### Problem
Line by line, retype the material below exactly, from its first line up to and including the one holding "when it existed".

### Records for this exercise
┌──

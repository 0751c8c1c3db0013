//! Annotation persistence
//!
//! The local store is the durable source for every reconciliation pass. It
//! holds at most one record per id.

mod json_store;
mod memory;

use async_trait::async_trait;
use thiserror::Error;

use crate::annotations::Annotation;
use crate::highlighter::ViewportWindow;

pub use json_store::JsonFileStore;
pub use memory::MemoryAnnotationStore;

/// Error type for store operations
#[derive(Debug, Error)]
pub enum StoreError {
    #[error("IO error: {0}")]
    Io(#[from] std::io::Error),

    #[error("JSON error: {0}")]
    Json(#[from] serde_json::Error),

    #[error("Not found: {0}")]
    NotFound(String),
}

pub type StoreResult<T> = std::result::Result<T, StoreError>;

#[async_trait]
pub trait AnnotationStore: Send + Sync {
    async fn get_annotations(&self) -> StoreResult<Vec<Annotation>>;

    /// Insert or replace the record with the same id
    async fn save_annotation(&self, annotation: &Annotation) -> StoreResult<Annotation>;

    /// Remove a record, returning it when it existed
    async fn delete_annotation(&self, id: &str) -> StoreResult<Option<Annotation>>;

    /// Top offset of the record's highlight in the given window
    async fn annotation_position(
        &self,
        id: &str,
        window: &dyn ViewportWindow,
    ) -> StoreResult<Option<f64>> {
        let annotations = self.get_annotations().await?;
        Ok(annotations
            .iter()
            .find(|a| a.id == id)
            .and_then(|a| window.highlight_offset(&a.highlight.id)))
    }

    /// Replace the stored set with a seed, returning the number of records kept
    async fn init_annotations(&self, seed: Vec<Annotation>) -> StoreResult<usize>;
}

/// Collapse records sharing an id, keeping the last occurrence in its first slot
pub(crate) fn dedup_by_id(records: Vec<Annotation>) -> Vec<Annotation> {
    let mut out: Vec<Annotation> = Vec::with_capacity(records.len());
    for record in records {
        match out.iter_mut().find(|existing| existing.id == record.id) {
            Some(existing) => *existing = record,
            None => out.push(record),
        }
    }
    out
}

/// Upsert into a list, returning whether an existing record was replaced
pub(crate) fn upsert(records: &mut Vec<Annotation>, annotation: &Annotation) -> bool {
    match records.iter_mut().find(|existing| existing.id == annotation.id) {
        Some(existing) => {
            *existing = annotation.clone();
            true
        }
        None => {
            records.push(annotation.clone());
            false
        }
    }
}
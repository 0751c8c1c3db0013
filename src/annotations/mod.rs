//! Annotation module
//!
//! Records, capture payloads and the error taxonomy shared by every layer.

pub mod errors;
mod models;

pub use errors::{AnnotationError, Result};
pub use models::{
    clamp_progression, Annotation, AnnotationMarker, AnnotationText, HighlightPayload,
    InitialAnnotations, Locations, SelectionInfo,
};
use anyhow::{Context, Result};

use marginalia_lib::publication::strip_fragment;
use marginalia_lib::sidebar::readable_timestamp;
use marginalia_lib::store::AnnotationStore;

use crate::app::App;
use crate::OutputFormat;

pub async fn run(app: &App, href: Option<&str>, format: &OutputFormat) -> Result<()> {
    let mut annotations = app
        .store
        .get_annotations()
        .await
        .context("Failed to read annotations")?;

    if let Some(href) = href {
        annotations.retain(|a| strip_fragment(&a.href) == strip_fragment(href));
    }

    match format {
        OutputFormat::Json => {
            println!("{}", serde_json::to_string_pretty(&annotations)?);
        }
        OutputFormat::Plain => {
            if annotations.is_empty() {
                println!("(no annotations)");
                return Ok(());
            }
            for a in &annotations {
                println!(
                    "{}  {:>3}%  {:<9}  {}",
                    a.id,
                    (a.progression() * 100.0).round() as i64,
                    a.marker.as_str(),
                    a.href
                );
                println!("    \"{}\"  {}", a.text.highlight.trim(), readable_timestamp(&a.created));
            }
        }
    }

    Ok(())
}
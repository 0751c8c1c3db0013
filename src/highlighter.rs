//! Highlighter interface
//!
//! The highlighter captures selections and draws highlight markup into the
//! displayed document. Drawing takes the color as part of the request, so
//! the active capture color is never used as a painting side channel.

use thiserror::Error;

use crate::annotations::{AnnotationMarker, HighlightPayload};

/// Errors raised while drawing one highlight
#[derive(Debug, Error, Clone, PartialEq)]
pub enum RenderError {
    /// The stored range no longer matches the document content
    #[error("Range for highlight {highlight_id} not found in document")]
    RangeNotFound { highlight_id: String },

    #[error("Document error: {0}")]
    Document(String),
}

/// One highlight to draw
#[derive(Debug, Clone, Copy)]
pub struct RenderRequest<'a> {
    pub annotation_id: &'a str,
    pub payload: &'a HighlightPayload,
    pub color: &'a str,
    pub marker: AnnotationMarker,
}

/// Window of the displayed document
pub trait ViewportWindow: Send + Sync {
    /// Top offset of a rendered highlight, if present
    fn highlight_offset(&self, highlight_id: &str) -> Option<f64>;

    fn inner_height(&self) -> f64;

    fn scroll_to(&self, y: f64);
}

pub trait Highlighter: Send + Sync {
    /// Whether the displayed document finished loading
    fn is_document_ready(&self) -> bool;

    fn document_scroll_height(&self) -> f64;

    /// Color applied to the next user capture
    fn color(&self) -> String;

    fn set_color(&self, color: &str);

    fn create_highlight_dom(&self, request: &RenderRequest<'_>) -> Result<(), RenderError>;

    fn destroy_highlight(&self, highlight_id: &str);

    fn destroy_all_highlights(&self);

    /// Re-read layout dependent geometry after the viewport changed
    fn refresh_layout(&self) {}

    fn window(&self) -> &dyn ViewportWindow;
}

/// Convert `#rgb` / `#rrggbb` to a half transparent `rgba()` value
pub fn hex_to_rgba(hex: &str) -> Option<String> {
    let digits = hex.strip_prefix('#')?;
    let expanded: String = match digits.len() {
        3 => digits.chars().flat_map(|c| [c, c]).collect(),
        6 => digits.to_string(),
        _ => return None,
    };
    let value = u32::from_str_radix(&expanded, 16).ok()?;
    Some(format!(
        "rgba({},{},{},0.5)",
        (value >> 16) & 255,
        (value >> 8) & 255,
        value & 255
    ))
}

#[cfg(test)]
mod tests {
    use super::*;

    #[test]
    fn test_hex_to_rgba() {
        assert_eq!(hex_to_rgba("#ff0000").as_deref(), Some("rgba(255,0,0,0.5)"));
        assert_eq!(hex_to_rgba("#0f8").as_deref(), Some("rgba(0,255,136,0.5)"));
    }

    #[test]
    fn test_hex_to_rgba_rejects_bad_input() {
        assert!(hex_to_rgba("red").is_none());
        assert!(hex_to_rgba("#12345").is_none());
        assert!(hex_to_rgba("#zzzzzz").is_none());
    }
}
//! File-backed annotation store
//!
//! Keeps every annotation of one publication in a single JSON array file.

use std::fs;
use std::path::{Path, PathBuf};

use async_trait::async_trait;
use tokio::sync::Mutex;

use super::{dedup_by_id, upsert, AnnotationStore, StoreError, StoreResult};
use crate::annotations::Annotation;

/// Annotation store persisted as `annotations.json`
pub struct JsonFileStore {
    path: PathBuf,
    /// Serializes read-modify-write cycles on the file
    write_lock: Mutex<()>,
}

impl JsonFileStore {
    /// Create a store at the given file path, creating parent directories
    pub fn new(path: PathBuf) -> StoreResult<Self> {
        if let Some(parent) = path.parent() {
            fs::create_dir_all(parent)?;
        }
        Ok(Self {
            path,
            write_lock: Mutex::new(()),
        })
    }

    /// Default store location under the user's data directory
    pub fn default_path() -> StoreResult<PathBuf> {
        dirs::data_local_dir()
            .map(|p| p.join("marginalia").join("annotations.json"))
            .ok_or_else(|| StoreError::NotFound("Data directory not found".to_string()))
    }

    pub fn path(&self) -> &Path {
        &self.path
    }

    fn read_all(&self) -> StoreResult<Vec<Annotation>> {
        if !self.path.exists() {
            return Ok(Vec::new());
        }
        let content = fs::read_to_string(&self.path)?;
        if content.trim().is_empty() {
            return Ok(Vec::new());
        }
        let annotations: Vec<Annotation> = serde_json::from_str(&content)?;
        Ok(annotations)
    }

    fn write_all(&self, annotations: &[Annotation]) -> StoreResult<()> {
        let content = serde_json::to_string_pretty(annotations)?;
        // Write to a sibling file first so a crash never leaves a truncated store
        let tmp = self.path.with_extension("json.tmp");
        fs::write(&tmp, content)?;
        fs::rename(&tmp, &self.path)?;
        Ok(())
    }
}

#[async_trait]
impl AnnotationStore for JsonFileStore {
    async fn get_annotations(&self) -> StoreResult<Vec<Annotation>> {
        self.read_all()
    }

    async fn save_annotation(&self, annotation: &Annotation) -> StoreResult<Annotation> {
        let _guard = self.write_lock.lock().await;
        let mut annotations = self.read_all()?;
        let replaced = upsert(&mut annotations, annotation);
        self.write_all(&annotations)?;

        log::debug!(
            "{} annotation {} in {:?}",
            if replaced { "Replaced" } else { "Saved" },
            annotation.id,
            self.path
        );
        Ok(annotation.clone())
    }

    async fn delete_annotation(&self, id: &str) -> StoreResult<Option<Annotation>> {
        let _guard = self.write_lock.lock().await;
        let mut annotations = self.read_all()?;
        let Some(index) = annotations.iter().position(|a| a.id == id) else {
            return Ok(None);
        };
        let removed = annotations.remove(index);
        self.write_all(&annotations)?;

        log::debug!("Deleted annotation {} from {:?}", id, self.path);
        Ok(Some(removed))
    }

    async fn init_annotations(&self, seed: Vec<Annotation>) -> StoreResult<usize> {
        let _guard = self.write_lock.lock().await;
        let annotations = dedup_by_id(seed);
        self.write_all(&annotations)?;

        log::info!("Seeded {} annotations into {:?}", annotations.len(), self.path);
        Ok(annotations.len())
    }
}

└──

### Response
repository 0751c8c1c3db0013
//! Annotation persistence
//!
//! The local store is the durable source for every reconciliation pass. It
//! holds at most one record per id.

mod json_store;
mod memory;

use async_trait::async_trait;
use thiserror::Error;

use crate::annotations::Annotation;
use crate::highlighter::ViewportWindow;

pub use json_store::JsonFileStore;
pub use memory::MemoryAnnotationStore;

/// Error type for store operations
#[derive(Debug, Error)]
pub enum StoreError {
    #[error("IO error: {0}")]
    Io(#[from] std::io::Error),

    #[error("JSON error: {0}")]
    Json(#[from] serde_json::Error),

    #[error("Not found: {0}")]
    NotFound(String),
}

pub type StoreResult<T> = std::result::Result<T, StoreError>;

#[async_trait]
pub trait AnnotationStore: Send + Sync {
    async fn get_annotations(&self) -> StoreResult<Vec<Annotation>>;

    /// Insert or replace the record with the same id
    async fn save_annotation(&self, annotation: &Annotation) -> StoreResult<Annotation>;

    /// Remove a record, returning it when it existed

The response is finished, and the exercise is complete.